For instance, in 2015, a postgraduate student at the University of Reading was reported to the university’s security team for reading an academic textbook on terrorism for his course in the library, highlighting the potential for the Prevent duty to limit academic freedom.

Police & Courts:

There have been several high-profile instances in the UK where the police or courts have been accused of curtailing free speech. One example that sparked significant debate concerns the case of Mark Meechan, more commonly known by his YouTube alias, Count Dankula.

In 2018, Meechan was convicted by a Scottish court of being “grossly offensive,” a violation of the Communications Act 2003, for a video he posted on YouTube.

In the video, he trained his girlfriend’s pug to raise its paw in response to phrases such as “Sieg Heil” and “gas the Jews.”

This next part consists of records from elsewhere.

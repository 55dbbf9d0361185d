//! Billing handlers

use axum::{
    extract::{Path, State},
    http::StatusCode,
    Extension, Json,
};
use uuid::Uuid;

use core_kernel::{Actor, ClassId, InvoiceId, Money, PaymentId, StudentId};
use domain_billing::{GenerateClassInvoice, GenerateInvoice, RecordPayment};

use crate::dto::billing::*;
use crate::{error::ApiError, AppState};

/// Issues an invoice for one student
pub async fn generate_invoice(
    State(state): State<AppState>,
    Extension(actor): Extension<Actor>,
    Json(request): Json<GenerateInvoiceRequest>,
) -> Result<(StatusCode, Json<InvoiceResponse>), ApiError> {
    let currency = state.config.currency;
    let invoice = state
        .invoices
        .generate_invoice(
            &actor,
            GenerateInvoice {
                student_id: StudentId::from_uuid(request.student_id),
                term: request.term,
                year: request.year,
                items: request
                    .items
                    .into_iter()
                    .map(|item| item.into_domain(currency))
                    .collect(),
                issued_date: request.issued_date,
            },
        )
        .await?;

    Ok((StatusCode::CREATED, Json(InvoiceResponse::from(&invoice))))
}

/// Issues invoices for every student in a class
pub async fn generate_class_invoice(
    State(state): State<AppState>,
    Extension(actor): Extension<Actor>,
    Json(request): Json<GenerateClassInvoiceRequest>,
) -> Result<(StatusCode, Json<ClassInvoiceResponse>), ApiError> {
    let currency = state.config.currency;
    let outcome = state
        .invoices
        .generate_class_invoice(
            &actor,
            GenerateClassInvoice {
                class_id: ClassId::from_uuid(request.class_id),
                term: request.term,
                year: request.year,
                items: request
                    .items
                    .into_iter()
                    .map(|item| item.into_domain(currency))
                    .collect(),
                issued_date: request.issued_date,
            },
        )
        .await?;

    Ok((
        StatusCode::CREATED,
        Json(ClassInvoiceResponse::from(&outcome)),
    ))
}

/// Fetches an invoice by id
pub async fn get_invoice(
    State(state): State<AppState>,
    Extension(actor): Extension<Actor>,
    Path(id): Path<Uuid>,
) -> Result<Json<InvoiceResponse>, ApiError> {
    let invoice = state
        .reports
        .get_invoice(&actor, InvoiceId::from_uuid(id))
        .await?;
    Ok(Json(InvoiceResponse::from(&invoice)))
}

/// Deletes an invoice together with its payment records
pub async fn delete_invoice(
    State(state): State<AppState>,
    Extension(actor): Extension<Actor>,
    Path(id): Path<Uuid>,
) -> Result<Json<InvoiceDeletionResponse>, ApiError> {
    let deletion = state
        .reversals
        .delete_invoice(&actor, InvoiceId::from_uuid(id))
        .await?;
    Ok(Json(InvoiceDeletionResponse::from(&deletion)))
}

/// Records a payment and applies it to outstanding invoices
pub async fn record_payment(
    State(state): State<AppState>,
    Extension(actor): Extension<Actor>,
    Json(request): Json<RecordPaymentRequest>,
) -> Result<Json<PaymentOutcomeResponse>, ApiError> {
    let outcome = state
        .payments
        .record_payment(
            &actor,
            RecordPayment {
                student_id: StudentId::from_uuid(request.student_id),
                amount: Money::new(request.amount, state.config.currency),
                method: request.method,
                payment_date: request.payment_date,
            },
        )
        .await?;

    Ok(Json(PaymentOutcomeResponse::from(&outcome)))
}

/// Fetches a payment by id
pub async fn get_payment(
    State(state): State<AppState>,
    Extension(actor): Extension<Actor>,
    Path(id): Path<Uuid>,
) -> Result<Json<PaymentResponse>, ApiError> {
    let payment = state
        .reports
        .get_payment(&actor, PaymentId::from_uuid(id))
        .await?;
    Ok(Json(PaymentResponse::from(&payment)))
}

/// Reverses a payment's financial effect and deletes its record
pub async fn reverse_payment(
    State(state): State<AppState>,
    Extension(actor): Extension<Actor>,
    Path(id): Path<Uuid>,
) -> Result<Json<PaymentReversalResponse>, ApiError> {
    let reversal = state
        .reversals
        .reverse_payment(&actor, PaymentId::from_uuid(id))
        .await?;
    Ok(Json(PaymentReversalResponse::from(&reversal)))
}

/// Lists every student's outstanding and credit position
pub async fn student_balances(
    State(state): State<AppState>,
    Extension(actor): Extension<Actor>,
) -> Result<Json<Vec<StudentBalanceResponse>>, ApiError> {
    let balances = state.reports.student_balances(&actor).await?;
    Ok(Json(
        balances.iter().map(StudentBalanceResponse::from).collect(),
    ))
}

/// Returns the merged payment/invoice history for a student
pub async fn transaction_history(
    State(state): State<AppState>,
    Extension(actor): Extension<Actor>,
    Path(id): Path<Uuid>,
) -> Result<Json<Vec<TransactionResponse>>, ApiError> {
    let history = state
        .reports
        .transaction_history(&actor, StudentId::from_uuid(id))
        .await?;
    Ok(Json(history.iter().map(TransactionResponse::from).collect()))
}

/// Returns a student's invoices and total outstanding balance
pub async fn student_invoices(
    State(state): State<AppState>,
    Extension(actor): Extension<Actor>,
    Path(id): Path<Uuid>,
) -> Result<Json<StudentInvoicesResponse>, ApiError> {
    let summary = state
        .reports
        .student_invoices(&actor, StudentId::from_uuid(id))
        .await?;
    Ok(Json(StudentInvoicesResponse::from(&summary)))
}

Meechan claimed the video was a joke intended to annoy his girlfriend, but the court questionably found the content went beyond the boundaries of free speech and could incite hatred.

The case sparked significant controversy and debate.

Critics of the court’s decision argued that, while the video might have been offensive to some, Meechan’s right to freedom of speech should have protected his ability to make the video without facing legal consequences.

Supporters of the decision, however, argued that the potential for the video to incite anti-Semitic hatred meant it was appropriate for the court to take action.

This case serves as a reminder of the tension between the right to free speech and the responsibility to prevent hate speech that exists in many democracies today.

It also highlights the ongoing frightening debates about how to regulate speech in an increasingly digital world, where content can quickly reach a global audience.

British libel laws have a long history of being exploited to stifle free speech. In the UK, the burden of proof traditionally falls on the defendant, meaning that they are guilty until proven innocent.

This can lead to a ‘chilling effect’, where people are deterred from speaking out due to the risk of costly legal battles.

A notable example is Dr. Peter Wilmshurst, a British cardiologist who was sued for libel by medical device company NMT Medical in 2007.

Wilmshurst had publicly raised concerns about the efficacy and safety of one of the company’s heart devices.

The case, which lasted for several years and nearly bankrupted Wilmshurst, highlighted the potential for British libel laws to inhibit open scientific discussion and criticism that is in the public interest.

While there have been reforms to UK libel laws in the last decade, including the Defamation Act 2013, concerns remain that these laws can still be used to suppress free speech.